Chickenpox was detected in 11 cases in our series. Cough (55%) and lymphadenopathy (64%) were striking findings among the patients' complaints and physical examinations. Itching was mostly seen in urticeria, IMN and chickenpox. One of the patients with cough was diagnosed as varicella pneumonia because of bilateral lung infiltrations.
Drug related rash was observed in 12 cases in our study. Frequency of skin reactions after using the drug is 0~8% for community and 2~3% for hospitalized patients. Drug related rash is usually maculopapular (30~50%)2. Drugs considered to be responsible are antibiotics, anticonvulsants and nonsteroid antiinflammatory drugs3. In the study of Sharma et al.4 34.6% of 500 cases had maculopapular rash and the most causative drug was anticonvulsant (41.6%)4. Six of our 12 cases had maculopapular rash, and 4 of these had used antibiotics. Differences were observed among antibiotic groups, according to the race and region. Rash due to penicillin and cephalosporin was much more frequently observed than the other groups. Frequency of skin reaction is reported as 1~3% in cephalosporin group5. Moreover, arthralgia and lymphadenopathy were more common in patients who developed drug-related rash. Drugs are responsible for 50% cases of SJS, while this is more than 80% for TEN3. Two TEN cases of our study had used levofloxacin and metoprolol, one of 2 SJS cases had used phenytoin and the other had used antimicrobials (ceftriaxone and levofloxacin together). In our study, SJS cases improved while 2 TEN cases died.

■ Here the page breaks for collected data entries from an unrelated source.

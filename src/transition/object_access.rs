use super::{Transition, TransitionKind};
use serde::{Deserialize, Serialize};

/// Which side of a non-reentrant object access was observed.
#[derive(Debug, Clone, Copy, PartialEq, Eq, Serialize, Deserialize)]
pub enum ObjectAccessKind {
    Enter,
    Exit,
    Both,
}

/// Access to an object that must not be used concurrently (e.g. a non thread-safe container).
#[derive(Debug, Clone, PartialEq, Eq, Serialize, Deserialize)]
pub struct ObjectAccessTransition {
    pub object: u64,
    pub access: ObjectAccessKind,
    pub name: String,
}

impl ObjectAccessTransition {
    pub(crate) fn depends(&self, other: &Transition) -> bool {
        match &other.kind {
            TransitionKind::ObjectAccess(o) => o.object == self.object,
            _ => false,
        }
    }

    pub(crate) fn describe(&self) -> String {
        let access = match self.access {
            ObjectAccessKind::Enter => "ENTER",
            ObjectAccessKind::Exit => "EXIT",
            ObjectAccessKind::Both => "BOTH",
        };
        format!("ObjectAccess({} {} @ {:#x})", access, self.name, self.object)
    }
}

Mediterranen spotted fever is an endemic rickettsial infection, observed in our country, South Europe, Asia, North and South Africa6. Especially, at the summer and spring time, it is infected by tick bite and 30~90% of cases have diagnostic black spot (tache noire) at the inoculation site, which should remind us if the patient also has fever, headache and rash. We have 8 rickettsial cases in our study.
Our cases with ASD were presented with fever, rash and arthritis/arthralgia. They were diagnosed according to the criteria of Cush et al.1: one major and 2 minor criteria are essential for diagnosis. Major diagnostic criteria are fever (≥39), arthralgia or arthritis, negative romatoid factor, and negative antinuclear antibody. Minor criteria are leukocytosis, spesific rash for ASD, pleuritis or pericarditis, hepatomegaly or splenomegaly or systemic lymphadenopathy. Rash accompanying fever and regression of rash with decreasing fever are quiet important diagnostic clues, spesific for our ASD cases.

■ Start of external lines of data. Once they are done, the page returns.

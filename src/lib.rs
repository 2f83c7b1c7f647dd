//! Stateless model checking of concurrent programs.
//!
//! The checker drives a program made of actors, one transition at a time, and
//! explores its interleavings. Reductions (DPOR, SDPOR, ODPOR and its best-first
//! variants) skip interleavings equivalent to already explored ones. The checked
//! program runs either in a separate process, served over a Unix socket, or in the
//! checker's own process.

pub mod app;
pub mod config;
pub mod error;
pub mod explo;
pub mod observability;
pub mod odpor;
pub mod reduction;
pub mod remote;
pub mod rng;
pub mod state;
pub mod strategy;
pub mod transition;

pub use config::{CheckerConfig, ExplorerKind, ReductionMode, StrategyKind};
pub use error::{ExitStatus, McError};
pub use explo::{BugKind, BugReport, ExplorationContext, ExplorationStats, SearchOutcome};
pub use remote::{InProcessApp, ProcessApp, RemoteApp};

Another disease causing fever and rash in our study was TSS with serious morbidity and mortality. Staphylococcal TSS is a systemic illness, which developes due to infection or colonization with toxin producing Staphylococcus aureus7. Streptococcal TSS is caused by toxin of Group A Streptococcus8. We had 4 cases: One was streptococcal and three of them were staphylococcal. One staphylococcal TSS case died in our study.
Our 10 patients with fever and rash remained undiagnosed. Rash of undiagnosed patients were various types, such as macular (3/10), maculopapular (3/10), papular (2/10) and erythematous (2/10). There was no striking finding of complaints, physical examination and laboratory tests. No diagnosis was determined as a result of investigations, according to the clinical features of patients. All these cases showed improvements.
To conclude, adult patients with fever and rash had a wide differential diagnosis. The most common type of rash was determined as maculopapular and the most frequent 5 diseases were measles, drug reactions, chickenpox, ASD and rickettsial infection. Viral diseases among the infectious causes and drug reactions among the noninfectious causes were determined as the first etiology that should be remembered for fever and rash of adults.